Dive Brief:
- While the data is limited and further study is necessary, a new paper by Seton Hall University assistant professors of education Robert Kelchen and Luke J. Stedrak describes how public colleges may be enrolling fewer low-income students to game state funding formulas.
- Inside Higher Ed reports that across the 1,649-school sample, per-student Pell Grant revenue dropped by up to 2% between 2003 and 2013 in states with performance-based funding, and there was an increase in institutional aid, which indicates schools may be spending more in non-need-based aid to attract students from wealthier families.

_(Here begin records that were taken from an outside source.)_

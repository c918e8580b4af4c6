use std::env;
use std::net::{IpAddr, SocketAddr};
use std::path::PathBuf;
use std::str::FromStr;

use prcard_application::RateLimitRule;
use prcard_core::AppError;
use tracing_subscriber::EnvFilter;
use url::Url;

#[derive(Debug, Clone, Copy, PartialEq, Eq)]
pub enum RateLimitStoreConfig {
    Memory,
    Redis,
}

#[derive(Debug, Clone, PartialEq, Eq)]
pub struct HttpLlmConfig {
    pub base_url: Url,
    pub api_key: Option<String>,
    pub model: String,
    pub timeout_seconds: u64,
}

#[derive(Debug, Clone, PartialEq, Eq)]
pub enum LlmProviderConfig {
    Disabled,
    Http(HttpLlmConfig),
}

#[derive(Debug, Clone)]
pub struct ApiConfig {
    pub api_host: String,
    pub api_port: u16,
    pub frontend_url: Option<String>,
    pub static_dir: PathBuf,
    pub pr_card_pdf_file: PathBuf,
    pub rate_limit_store: RateLimitStoreConfig,
    pub redis_url: Option<String>,
    pub chat_rate_limit_max_requests: u32,
    pub chat_rate_limit_window_seconds: i64,
    pub llm_provider: LlmProviderConfig,
}

impl ApiConfig {
    pub fn load() -> Result<Self, AppError> {
        Self::from_lookup(|name| env::var(name).ok())
    }

    pub fn from_lookup<F>(lookup: F) -> Result<Self, AppError>
    where
        F: Fn(&str) -> Option<String>,
    {
        let optional = |name: &str| lookup(name).filter(|value| !value.trim().is_empty());

        let api_host = optional("API_HOST").unwrap_or_else(|| "127.0.0.1".to_owned());
        let api_port = parse_or("API_PORT", optional("API_PORT"), 3001_u16)?;
        let frontend_url = optional("FRONTEND_URL");
        let static_dir = PathBuf::from(optional("STATIC_DIR").unwrap_or_else(|| "static".to_owned()));
        let pr_card_pdf_file = PathBuf::from(
            optional("PR_CARD_PDF_FILE").unwrap_or_else(|| "forms/IMM5444E.pdf".to_owned()),
        );

        let rate_limit_store = match optional("RATE_LIMIT_STORE")
            .unwrap_or_else(|| "memory".to_owned())
            .as_str()
        {
            "memory" => RateLimitStoreConfig::Memory,
            "redis" => RateLimitStoreConfig::Redis,
            other => {
                return Err(AppError::Validation(format!(
                    "RATE_LIMIT_STORE must be either 'memory' or 'redis', got '{other}'"
                )));
            }
        };
        let redis_url = optional("REDIS_URL");
        if rate_limit_store == RateLimitStoreConfig::Redis && redis_url.is_none() {
            return Err(AppError::Validation(
                "REDIS_URL is required when RATE_LIMIT_STORE=redis".to_owned(),
            ));
        }

        let default_rule = RateLimitRule::chat();
        let chat_rate_limit_max_requests = parse_or(
            "CHAT_RATE_LIMIT_MAX_REQUESTS",
            optional("CHAT_RATE_LIMIT_MAX_REQUESTS"),
            default_rule.max_attempts,
        )?;
        if chat_rate_limit_max_requests == 0 {
            return Err(AppError::Validation(
                "CHAT_RATE_LIMIT_MAX_REQUESTS must be greater than zero".to_owned(),
            ));
        }
        let chat_rate_limit_window_seconds = parse_or(
            "CHAT_RATE_LIMIT_WINDOW_SECONDS",
            optional("CHAT_RATE_LIMIT_WINDOW_SECONDS"),
            default_rule.window_seconds,
        )?;
        if chat_rate_limit_window_seconds <= 0 {
            return Err(AppError::Validation(
                "CHAT_RATE_LIMIT_WINDOW_SECONDS must be greater than zero".to_owned(),
            ));
        }

        let llm_provider = match optional("LLM_PROVIDER")
            .unwrap_or_else(|| "disabled".to_owned())
            .as_str()
        {
            "disabled" => LlmProviderConfig::Disabled,
            "http" => {
                let raw_base_url = optional("LLM_API_BASE_URL").ok_or_else(|| {
                    AppError::Validation(
                        "LLM_API_BASE_URL is required when LLM_PROVIDER=http".to_owned(),
                    )
                })?;
                let base_url = Url::parse(&raw_base_url).map_err(|error| {
                    AppError::Validation(format!("invalid LLM_API_BASE_URL: {error}"))
                })?;
                let model = optional("LLM_MODEL").ok_or_else(|| {
                    AppError::Validation("LLM_MODEL is required when LLM_PROVIDER=http".to_owned())
                })?;
                let timeout_seconds =
                    parse_or("LLM_TIMEOUT_SECONDS", optional("LLM_TIMEOUT_SECONDS"), 30_u64)?;

                LlmProviderConfig::Http(HttpLlmConfig {
                    base_url,
                    api_key: optional("LLM_API_KEY"),
                    model,
                    timeout_seconds,
                })
            }
            other => {
                return Err(AppError::Validation(format!(
                    "LLM_PROVIDER must be either 'disabled' or 'http', got '{other}'"
                )));
            }
        };

        Ok(Self {
            api_host,
            api_port,
            frontend_url,
            static_dir,
            pr_card_pdf_file,
            rate_limit_store,
            redis_url,
            chat_rate_limit_max_requests,
            chat_rate_limit_window_seconds,
            llm_provider,
        })
    }

    pub fn socket_address(&self) -> Result<SocketAddr, AppError> {
        let host = IpAddr::from_str(&self.api_host).map_err(|error| {
            AppError::Internal(format!("invalid API_HOST '{}': {error}", self.api_host))
        })?;
        Ok(SocketAddr::from((host, self.api_port)))
    }

    /// The official form, resolved against the static directory.
    pub fn source_document_path(&self) -> PathBuf {
        self.static_dir.join(&self.pr_card_pdf_file)
    }

    pub fn chat_rate_limit_rule(&self) -> RateLimitRule {
        RateLimitRule::new(
            "chat",
            self.chat_rate_limit_max_requests,
            self.chat_rate_limit_window_seconds,
        )
    }
}

pub fn init_tracing() {
    let env_filter = EnvFilter::try_from_default_env().unwrap_or_else(|_| EnvFilter::new("info"));

    tracing_subscriber::fmt()
        .with_env_filter(env_filter)
        .with_target(false)
        .compact()
        .init();
}

fn parse_or<T>(name: &str, raw: Option<String>, default: T) -> Result<T, AppError>
where
    T: FromStr,
    T::Err: std::fmt::Display,
{
    match raw {
        Some(value) => value
            .trim()
            .parse::<T>()
            .map_err(|error| AppError::Validation(format!("invalid {name}: {error}"))),
        None => Ok(default),
    }
}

- The study only analyzes data through 2013, when most colleges in the sample received just 1-5% of their state allocation based on performance metrics, meaning, while there is more work to be done to figure out the reasons for such financial changes, if colleges are trying to game the system, the results will be more marked now that more states are tying more money to such formulas.
Dive Insight:
The question of whether performance-based funding would create an unintended consequence of motivating colleges to seek out more homogenous cohorts has been a concern all along. Some states specifically write into their formulas that one metric of good performance is the enrollment of a growing portion of underrepresented minorities, first generation, or low-income students. Measuring access is one way to gauge performance without opening the door to unwanted enrollment tactics.
The idea that schools are gaming the system is still in question, of course. The research to date highlights the financial changes at colleges subject to performance-based funding but is not conclusive about why.